Last week at work we had (yet another) TLS-related incident. Services owned by my team have to interact with a multitude of 3rd party providers via HTTP, each of them requiring mTLS as additional security constraint: as such, most of the times when we see a degradation of service of any sort related to TLS, we're quite confident pointing the finger at certificates we present as clients during TLS handshake. This time it wasn't the case: this time, the issue was caused by our client don't trusting the CA root certificate presented by the server (the 3rd party service).
Before diving into how we troubleshoot this problem, let's refresh our mind on basic TLS concepts.
What is TLS?
Transport Layer Security (TLS) - formerly called SSL - is an encryption protocol used to secure communication between a client and a server, preventing risks like eavesdropping and man-in-the-middle attacks.
TLS utilizes public key cryptography, which involves a pair of keys: a public key and a private key.

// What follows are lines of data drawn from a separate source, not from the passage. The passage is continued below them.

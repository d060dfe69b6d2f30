//! Error types for ChatBridge
//!
//! This module defines all error types used throughout the application,
//! using `thiserror` for ergonomic error handling.

use thiserror::Error;

/// Main error type for ChatBridge operations
///
/// Covers configuration loading, client-side persistence, request
/// validation at the proxy boundary, and upstream provider interactions.
#[derive(Error, Debug)]
pub enum ChatBridgeError {
    /// Configuration-related errors
    #[error("Configuration error: {0}")]
    Config(String),

    /// Inbound request failed validation; each entry describes one problem
    #[error("Validation failed: {}", .0.join("; "))]
    Validation(Vec<String>),

    /// Inbound request was malformed or asked for something unsupported
    #[error("Invalid request: {0}")]
    InvalidRequest(String),

    /// Sliding-window rate limit exceeded for a client address
    #[error("Rate limit exceeded: limit={limit}, retry in {reset_after_secs}s")]
    RateLimitExceeded {
        /// The configured number of requests per window
        limit: u32,
        /// Requests still available in the current window
        remaining: u32,
        /// Seconds until the oldest request leaves the window
        reset_after_secs: u64,
    },

    /// No server-side credential configured for the provider
    #[error("Missing credentials for provider: {0}")]
    MissingCredentials(String),

    /// The upstream provider rejected or failed the request
    #[error("Provider error ({status}): {message}")]
    Provider {
        /// HTTP status returned upstream, or 0 when the request never completed
        status: u16,
        /// Provider error text, passed through to the caller
        message: String,
    },

    /// Persisting a blob would exceed the storage backend quota
    #[error("Storage quota exceeded: {0}")]
    StorageQuota(String),

    /// Other storage backend errors
    #[error("Storage error: {0}")]
    Storage(String),

    /// IO errors
    #[error("IO error: {0}")]
    Io(#[from] std::io::Error),

    /// JSON serialization/deserialization errors
    #[error("Serialization error: {0}")]
    Serialization(#[from] serde_json::Error),

    /// YAML parsing errors
    #[error("YAML error: {0}")]
    Yaml(#[from] serde_yaml::Error),

    /// HTTP request errors
    #[error("HTTP error: {0}")]
    Http(#[from] reqwest::Error),

    /// SQLite errors
    #[error("Database error: {0}")]
    Database(#[from] rusqlite::Error),
}

impl ChatBridgeError {
    /// Returns true when the error is a storage quota failure
    ///
    /// Works through an `anyhow::Error` chain so callers holding the
    /// crate-level [`Result`] can branch on it.
    pub fn is_quota(err: &anyhow::Error) -> bool {
        matches!(
            err.downcast_ref::<ChatBridgeError>(),
            Some(ChatBridgeError::StorageQuota(_))
        )
    }
}

/// Result type alias for ChatBridge operations
///
/// This is a convenience alias that uses `anyhow::Error` as the error type,
/// allowing for rich error context and easy error propagation.
pub type Result<T> = anyhow::Result<T>;

#[cfg(test)]
mod tests {
    use super::*;

    #[test]
    fn test_config_error_display() {
        let error = ChatBridgeError::Config("invalid format".to_string());
        assert_eq!(error.to_string(), "Configuration error: invalid format");
    }

    #[test]
    fn test_validation_error_joins_details() {
        let error = ChatBridgeError::Validation(vec![
            "model is required".to_string(),
            "temperature out of range".to_string(),
        ]);
        assert_eq!(
            error.to_string(),
            "Validation failed: model is required; temperature out of range"
        );
    }

    #[test]
    fn test_rate_limit_exceeded_display() {
        let error = ChatBridgeError::RateLimitExceeded {
            limit: 10,
            remaining: 0,
            reset_after_secs: 42,
        };
        let s = error.to_string();
        assert!(s.contains("limit=10"));
        assert!(s.contains("42s"));
    }

    #[test]
    fn test_provider_error_display() {
        let error = ChatBridgeError::Provider {
            status: 401,
            message: "invalid api key".to_string(),
        };
        assert_eq!(error.to_string(), "Provider error (401): invalid api key");
    }

    #[test]
    fn test_missing_credentials_error_display() {
        let error = ChatBridgeError::MissingCredentials("anthropic".to_string());
        assert_eq!(
            error.to_string(),
            "Missing credentials for provider: anthropic"
        );
    }

    #[test]
    fn test_is_quota_detects_storage_quota() {
        let quota: anyhow::Error = ChatBridgeError::StorageQuota("full".to_string()).into();
        let other: anyhow::Error = ChatBridgeError::Storage("locked".to_string()).into();
        assert!(ChatBridgeError::is_quota(&quota));
        assert!(!ChatBridgeError::is_quota(&other));
        assert!(!ChatBridgeError::is_quota(&anyhow::anyhow!("plain")));
    }

    #[test]
    fn test_io_error_conversion() {
        let io_error = std::io::Error::new(std::io::ErrorKind::NotFound, "file not found");
        let error: ChatBridgeError = io_error.into();
        assert!(matches!(error, ChatBridgeError::Io(_)));
    }

    #[test]
    fn test_json_error_conversion() {
        let json_error = serde_json::from_str::<serde_json::Value>("{invalid json}").unwrap_err();
        let error: ChatBridgeError = json_error.into();
        assert!(matches!(error, ChatBridgeError::Serialization(_)));
    }

    #[test]
    fn test_yaml_error_conversion() {
        let yaml_error = serde_yaml::from_str::<serde_yaml::Value>("invalid: : yaml").unwrap_err();
        let error: ChatBridgeError = yaml_error.into();
        assert!(matches!(error, ChatBridgeError::Yaml(_)));
    }

    #[test]
    fn test_error_is_send_sync() {
        fn assert_send_sync<T: Send + Sync>() {}
        assert_send_sync::<ChatBridgeError>();
    }
}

Data encrypted with the public key can only be decrypted using the corresponding private key.
As a result, when a server successfully decrypts a message encrypted with its public key, it verifies that it holds the associated private key. The public key is accessible to anyone through the server’s or domain’s TLS certificate. A TLS certificate is a data file that contains important information for verifying a server's or device's identity, including the public key, a statement of who issued the certificate (TLS certificates are issued by a certificate authority), and the certificate's expiration date.
The TLS handshake is the process for verifying the TLS certificate and the server's possession of the private key. The TLS handshake also establishes how encryption will take place once the handshake is finished.

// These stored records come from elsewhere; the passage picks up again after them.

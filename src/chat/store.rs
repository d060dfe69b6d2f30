//! Session and history store
//!
//! [`ChatStore`] owns the session index, the active session pointer and the
//! active session's message history. Every mutation is persisted straight
//! away through the injected [`KeyValueStore`], with the
//! [`CapacityManager`] given a chance to reclaim space first.
//!
//! Operations never return errors. Persistence failures are logged and
//! reported through the [`Notifier`]; the in-memory state stays usable.

use super::capacity::{history_key, CapacityLimits, CapacityManager, SESSIONS_KEY};
use super::ids::generate_unique_id;
use super::notification::{Notification, Notifier};
use super::preferences::ChatPreferences;
use crate::error::{ChatBridgeError, Result};
use crate::storage::{ChatMessage, ChatSession, KeyValueStore, Role};
use chrono::Utc;
use std::sync::Arc;

/// Which blob a persist call writes
#[derive(Debug, Clone)]
enum Blob {
    Sessions,
    History(String),
}

impl Blob {
    fn describe(&self) -> &'static str {
        match self {
            Blob::Sessions => "chat sessions",
            Blob::History(_) => "chat history",
        }
    }
}

/// Multi-session chat state over injected persistence
pub struct ChatStore<S: KeyValueStore> {
    storage: S,
    capacity: CapacityManager,
    notifier: Arc<dyn Notifier>,
    sessions: Vec<ChatSession>,
    active_id: Option<String>,
    /// Session being switched to; spared by eviction until it is active
    switch_target: Option<String>,
    history: Vec<ChatMessage>,
}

For what concerns this article, we're mainly interested into point 3, where client verifies server's certificate: one of the checks done is to verify if it can trust the CA (Certificate Authority) which issued and signed the TLS certificate.
Every OS keeps a list of globally trusted CAs: for Linux, this list is usually kept into a ca-certificates
file, available at /etc/ssl/certs/ca-certificates.crt
path.
Finding the issue
Now that we revisited some general concepts around TLS, let's get back to our original issue: we have an alert triggered in production, our logs point at a TLS handshake error while trying to connect to a 3rd party provider, now what?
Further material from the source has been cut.